Many home or office electrical appliances or embedded devices (e.g. thermostats, refrigerators, ovens, alarms, etc.) could be enhanced by a connection to the Internet through which these appliances could be updated, monitored and/or controlled remotely. It has been suggested that such remote access could occur through existing Internet or World Wide Web (WWW) services, such as email, SMS (Short Message Service), Facebook, Twitter, etc. For the electrical appliances to communicate through these services, the various protocols used by these services must be programmed into the electrical appliances. To enable these capabilities, such feature-rich electrical appliances must have relatively large microprocessors with sufficient memory resources to host the various required software and networking services.

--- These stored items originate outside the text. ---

use plainfs::prelude::*;
use std::collections::HashMap;
use std::io;
use std::path::{Path, PathBuf};
use std::sync::atomic::{AtomicUsize, Ordering};
use std::sync::Arc;

/// Mock DirectorySource serving in-memory raw entries per path
///
/// Paths without registered entries fail to open with `NotFound`.
/// Open handles are counted so tests can check they are released.
#[derive(Default, Clone)]
pub struct MockDirectorySource {
    directories: HashMap<PathBuf, Vec<RawEntryName>>,
    open_handles: Arc<AtomicUsize>,
}

impl MockDirectorySource {
    pub fn new() -> Self {
        Self::default()
    }

    pub fn with_directory(mut self, path: &str, names: &[&[u8]]) -> Self {
        let entries = names.iter().map(|n| RawEntryName::from_bytes(n)).collect();
        self.directories.insert(PathBuf::from(path), entries);
        self
    }

    pub fn with_raw_entries(mut self, path: &str, entries: Vec<RawEntryName>) -> Self {
        self.directories.insert(PathBuf::from(path), entries);
        self
    }

    pub fn open_handles(&self) -> usize {
        self.open_handles.load(Ordering::SeqCst)
    }
}

pub struct MockDirectoryHandle {
    entries: std::vec::IntoIter<RawEntryName>,
    open_handles: Arc<AtomicUsize>,
}

impl DirectorySource for MockDirectorySource {
    type Handle = MockDirectoryHandle;

    fn open(&self, path: &Path) -> io::Result<MockDirectoryHandle> {
        let entries = self
            .directories
            .get(path)
            .cloned()
            .ok_or_else(|| io::Error::new(io::ErrorKind::NotFound, "No such file or directory"))?;
        self.open_handles.fetch_add(1, Ordering::SeqCst);
        Ok(MockDirectoryHandle {
            entries: entries.into_iter(),
            open_handles: Arc::clone(&self.open_handles),
        })
    }
}

impl DirectoryHandle for MockDirectoryHandle {
    fn next_entry(&mut self) -> Option<RawEntryName> {
        self.entries.next()
    }
}

impl Drop for MockDirectoryHandle {
    fn drop(&mut self) {
        self.open_handles.fetch_sub(1, Ordering::SeqCst);
    }
}
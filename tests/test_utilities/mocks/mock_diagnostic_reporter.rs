use plainfs::prelude::*;

/// Mock DiagnosticReporter for testing that captures messages
#[derive(Default, Clone)]
pub struct MockDiagnosticReporter {
    pub messages: std::sync::Arc<std::sync::Mutex<Vec<String>>>,
}

impl MockDiagnosticReporter {
    pub fn new() -> Self {
        Self {
            messages: std::sync::Arc::new(std::sync::Mutex::new(Vec::new())),
        }
    }

    pub fn get_messages(&self) -> Vec<String> {
        self.messages.lock().unwrap().clone()
    }

    pub fn message_count(&self) -> usize {
        self.messages.lock().unwrap().len()
    }
}

impl DiagnosticReporter for MockDiagnosticReporter {
    fn report_error(&self, message: &str) {
        self.messages
            .lock()
            .unwrap()
            .push(format!("Error: {}", message));
    }

    fn report_warning(&self, message: &str) {
        self.messages
            .lock()
            .unwrap()
            .push(format!("Warning: {}", message));
    }
}
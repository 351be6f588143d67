/// Capacity of a raw directory entry name buffer, terminator included.
///
/// Sized for the largest `d_name` among supported platforms: 1024 bytes on
/// Apple targets. Linux names stop at 255 bytes and Windows names at 255
/// UTF-16 units, which is at most 765 bytes once encoded.
pub const ENTRY_NAME_CAPACITY: usize = 1024;

/// Fixed-capacity, zero-padded name buffer copied out of a directory entry
///
/// Only the bytes before the first zero byte are meaningful. Names longer
/// than `ENTRY_NAME_CAPACITY - 1` bytes are truncated on construction so
/// that a terminator always remains.
#[derive(Clone, PartialEq, Eq)]
pub struct RawEntryName {
    bytes: [u8; ENTRY_NAME_CAPACITY],
}

impl RawEntryName {
    /// Bounded copy of `name` into a fresh zero-filled buffer
    pub fn from_bytes(name: &[u8]) -> Self {
        let mut bytes = [0u8; ENTRY_NAME_CAPACITY];
        let len = name.len().min(ENTRY_NAME_CAPACITY - 1);
        bytes[..len].copy_from_slice(&name[..len]);
        Self { bytes }
    }

    /// Wraps an already filled buffer, e.g. one taken verbatim from a dirent
    pub fn from_buffer(bytes: [u8; ENTRY_NAME_CAPACITY]) -> Self {
        Self { bytes }
    }

    /// Bytes up to (not including) the first zero byte
    pub fn as_bytes(&self) -> &[u8] {
        let end = self
            .bytes
            .iter()
            .position(|&b| b == 0)
            .unwrap_or(ENTRY_NAME_CAPACITY);
        &self.bytes[..end]
    }

    /// Decodes the name as UTF-8
    ///
    /// Returns `None` when the name is not valid text; callers skip such
    /// entries rather than treating them as errors.
    pub fn to_name(&self) -> Option<String> {
        std::str::from_utf8(self.as_bytes())
            .ok()
            .map(str::to_owned)
    }
}

impl std::fmt::Debug for RawEntryName {
    fn fmt(&self, f: &mut std::fmt::Formatter<'_>) -> std::fmt::Result {
        f.debug_tuple("RawEntryName")
            .field(&String::from_utf8_lossy(self.as_bytes()))
            .finish()
    }
}
/// Shared helpers for integration tests
#[allow(dead_code)]
pub mod mocks;
/// File access domain - buffer sizing, entry names and the line loop
///
/// Everything here is free of real I/O handles: the services operate on
/// any `BufRead` and the domain types only validate and convert bytes.
pub mod domain;
pub mod services;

Many of these types of electrical appliances have already been developed with microprocessors, memory and other components for controlling the general functions of these appliances without the addition of any networking or external communication capability. These components have, thus, become common core components of such appliances. These components, however, are relatively small and under-powered for the more resource-intensive activities required to adequately handle the types of Internet and WWW services that the appliance manufacturers expect their customers to want in network-capable electrical appliances. It is necessary, therefore, for the appliance manufacturers to undertake a significant redesign of the core components of their electrical appliances in order to add the networking or external communication capability. There is, thus, a trend to increase the internal complexity (greater feature-richness) of many types of electrical appliances. Such increased complexity and redesign efforts often delay the introduction of a new product into the market. Additionally, both the redesign work and the larger more powerful components generally increase the overall cost and size of the electrical appliances, which consumers often prefer to be relatively small and cheap.

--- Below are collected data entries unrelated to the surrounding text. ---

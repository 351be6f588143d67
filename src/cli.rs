use clap::{Parser, Subcommand};
use std::path::PathBuf;

/// Read, write and list files with line-buffered I/O
#[derive(Parser, Debug)]
#[command(name = "plainfs")]
#[command(version)]
#[command(about = "Read, write and list files with line-buffered I/O", long_about = None)]
pub struct Args {
    /// Path to a config file (defaults to ./plainfs.config.yml when present)
    #[arg(short, long, global = true, value_name = "PATH")]
    pub config: Option<PathBuf>,

    /// Disable coloured diagnostics
    #[arg(long, global = true)]
    pub no_color: bool,

    #[command(subcommand)]
    pub command: Command,
}

#[derive(Subcommand, Debug)]
pub enum Command {
    /// Print a text file
    Read {
        /// File to read
        file: PathBuf,

        /// Read buffer size in bytes; lines longer than this minus one are split
        #[arg(short, long, value_name = "BYTES")]
        buffer_size: Option<usize>,

        /// Print each line chunk on its own row, prefixed with its index
        #[arg(short, long)]
        lines: bool,
    },
    /// Replace the content of a file (creating it if needed)
    Write {
        file: PathBuf,
        content: String,
    },
    /// Append to a file (creating it if needed)
    Append {
        file: PathBuf,
        content: String,
    },
    /// Print the entry names of a directory, one per line
    List {
        dir: PathBuf,
    },
}

impl Command {
    /// Buffer size given on the command line, if any
    pub fn buffer_size(&self) -> Option<usize> {
        match self {
            Command::Read { buffer_size, .. } => *buffer_size,
            _ => None,
        }
    }
}

impl Args {
    pub fn parse_args() -> Self {
        Self::parse()
    }
}

#[cfg(test)]
mod tests {
    use super::*;

    #[test]
    fn test_parse_read_with_options() {
        let args =
            Args::try_parse_from(["plainfs", "read", "notes.txt", "-b", "16", "--lines"])
                .unwrap();
        match args.command {
            Command::Read {
                file,
                buffer_size,
                lines,
            } => {
                assert_eq!(file, PathBuf::from("notes.txt"));
                assert_eq!(buffer_size, Some(16));
                assert!(lines);
            }
            other => panic!("unexpected command: {:?}", other),
        }
    }

    #[test]
    fn test_parse_write() {
        let args = Args::try_parse_from(["plainfs", "write", "out.txt", "Hello"]).unwrap();
        assert!(matches!(args.command, Command::Write { ref content, .. } if content == "Hello"));
        assert!(args.command.buffer_size().is_none());
    }

    #[test]
    fn test_global_flags_after_subcommand() {
        let args =
            Args::try_parse_from(["plainfs", "list", ".", "--no-color", "-c", "cfg.yml"]).unwrap();
        assert!(args.no_color);
        assert_eq!(args.config, Some(PathBuf::from("cfg.yml")));
    }

    #[test]
    fn test_buffer_size_accessor() {
        let args = Args::try_parse_from(["plainfs", "read", "f", "--buffer-size", "0"]).unwrap();
        assert_eq!(args.command.buffer_size(), Some(0));
    }

    #[test]
    fn test_missing_subcommand_is_error() {
        assert!(Args::try_parse_from(["plainfs"]).is_err());
    }

    #[test]
    fn test_negative_buffer_size_is_error() {
        assert!(Args::try_parse_from(["plainfs", "read", "f", "-b", "-1"]).is_err());
    }
}
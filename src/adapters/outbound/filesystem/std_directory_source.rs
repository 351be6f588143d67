use crate::file_access::domain::RawEntryName;
use crate::ports::outbound::{DirectoryHandle, DirectorySource};
use std::fs::{self, ReadDir};
use std::io;
use std::path::Path;

/// StdDirectorySource adapter opening directories with `std::fs::read_dir`
///
/// The standard library never yields `.` and `..`, and entry order is
/// whatever the operating system returns.
#[derive(Debug, Clone, Copy, Default)]
pub struct StdDirectorySource;

impl StdDirectorySource {
    pub fn new() -> Self {
        Self
    }
}

impl DirectorySource for StdDirectorySource {
    type Handle = StdDirectoryHandle;

    fn open(&self, path: &Path) -> io::Result<Self::Handle> {
        Ok(StdDirectoryHandle {
            entries: fs::read_dir(path)?,
        })
    }
}

/// Open directory stream backed by `ReadDir`
#[derive(Debug)]
pub struct StdDirectoryHandle {
    entries: ReadDir,
}

impl DirectoryHandle for StdDirectoryHandle {
    fn next_entry(&mut self) -> Option<RawEntryName> {
        // A failing entry ends the stream, the same way readdir does
        let entry = self.entries.next()?.ok()?;
        Some(RawEntryName::from_bytes(
            entry.file_name().as_encoded_bytes(),
        ))
    }
}
use crate::ports::outbound::{DiagnosticReporter, DirectoryHandle, DirectorySource};
use crate::shared::FileAccessError;
use std::path::Path;

/// DirectoryLister - enumerates the entry names of a directory
///
/// Names come out in the order the directory stream yields them (no
/// sorting, no filtering of `.`/`..`, no existence checks). Entries whose
/// name is not valid UTF-8 are skipped. The handle is released before
/// every method returns.
///
/// # Type Parameters
/// * `DS` - DirectorySource implementation
/// * `DR` - DiagnosticReporter implementation
pub struct DirectoryLister<DS, DR> {
    source: DS,
    reporter: DR,
}

impl<DS, DR> DirectoryLister<DS, DR>
where
    DS: DirectorySource,
    DR: DiagnosticReporter,
{
    /// Creates a new DirectoryLister with injected dependencies
    pub fn new(source: DS, reporter: DR) -> Self {
        Self { source, reporter }
    }

    /// Calls `on_entry` with every decodable entry name of `path`
    ///
    /// # Errors
    /// `OpenDirectory` if `path` cannot be opened as a directory; `on_entry`
    /// is not called in that case.
    pub fn try_list_entries_with<F>(
        &self,
        path: impl AsRef<Path>,
        mut on_entry: F,
    ) -> Result<(), FileAccessError>
    where
        F: FnMut(&str),
    {
        let path = path.as_ref();
        let mut handle = self
            .source
            .open(path)
            .map_err(|source| FileAccessError::OpenDirectory {
                path: path.to_path_buf(),
                source,
            })?;

        while let Some(raw) = handle.next_entry() {
            if let Some(name) = raw.to_name() {
                on_entry(&name);
            }
        }
        Ok(())
    }

    /// Collects every decodable entry name of `path`, in stream order
    pub fn try_list_entries(&self, path: impl AsRef<Path>) -> Result<Vec<String>, FileAccessError> {
        let mut names = Vec::new();
        self.try_list_entries_with(path, |name| names.push(name.to_string()))?;
        Ok(names)
    }

    /// Callback form; an open failure is reported and nothing is called
    pub fn list_entries_with<F>(&self, path: impl AsRef<Path>, on_entry: F)
    where
        F: FnMut(&str),
    {
        if let Err(err) = self.try_list_entries_with(path, on_entry) {
            self.reporter.report_error(&err.to_string());
        }
    }

    /// Collecting form; `None` after reporting an open failure
    pub fn list_entries(&self, path: impl AsRef<Path>) -> Option<Vec<String>> {
        self.try_list_entries(path)
            .map_err(|err| self.reporter.report_error(&err.to_string()))
            .ok()
    }
}
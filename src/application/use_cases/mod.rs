/// Use cases module containing the text file and directory services
mod directory_lister;
mod text_file;

pub use directory_lister::DirectoryLister;
pub use text_file::{FileLines, TextFileService};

Furthermore, since new Internet and WWW services are occasionally developed, customers will expect their existing network-capable appliances to be able to work with the new services, even though the new services may not have even existed when the customers bought the various appliances. Network-capable appliances, therefore, must also have an upgrading or updating capability by which new protocols for the new Internet and WWW services can be added to the appliances after the appliances have been sold into the market and installed in customers' homes or offices. Such upgradability adds an additional layer of complexity and cost to the electrical appliances.
Additionally, a significant degree of uncertainty accompanies such capabilities, since the appliance manufacturers cannot reasonably anticipate all of the new Internet and WWW services that could come into existence after the appliances have entered the marketplace. It is necessary, therefore, for the manufacturers to overdesign the appliances in order to ensure that the appliances can be fully upgraded to the satisfaction of their customers for the reasonably expected lifetime of the product. Otherwise, the appliances will have limited flexibility to support new protocols emerging on the Internet or WWW.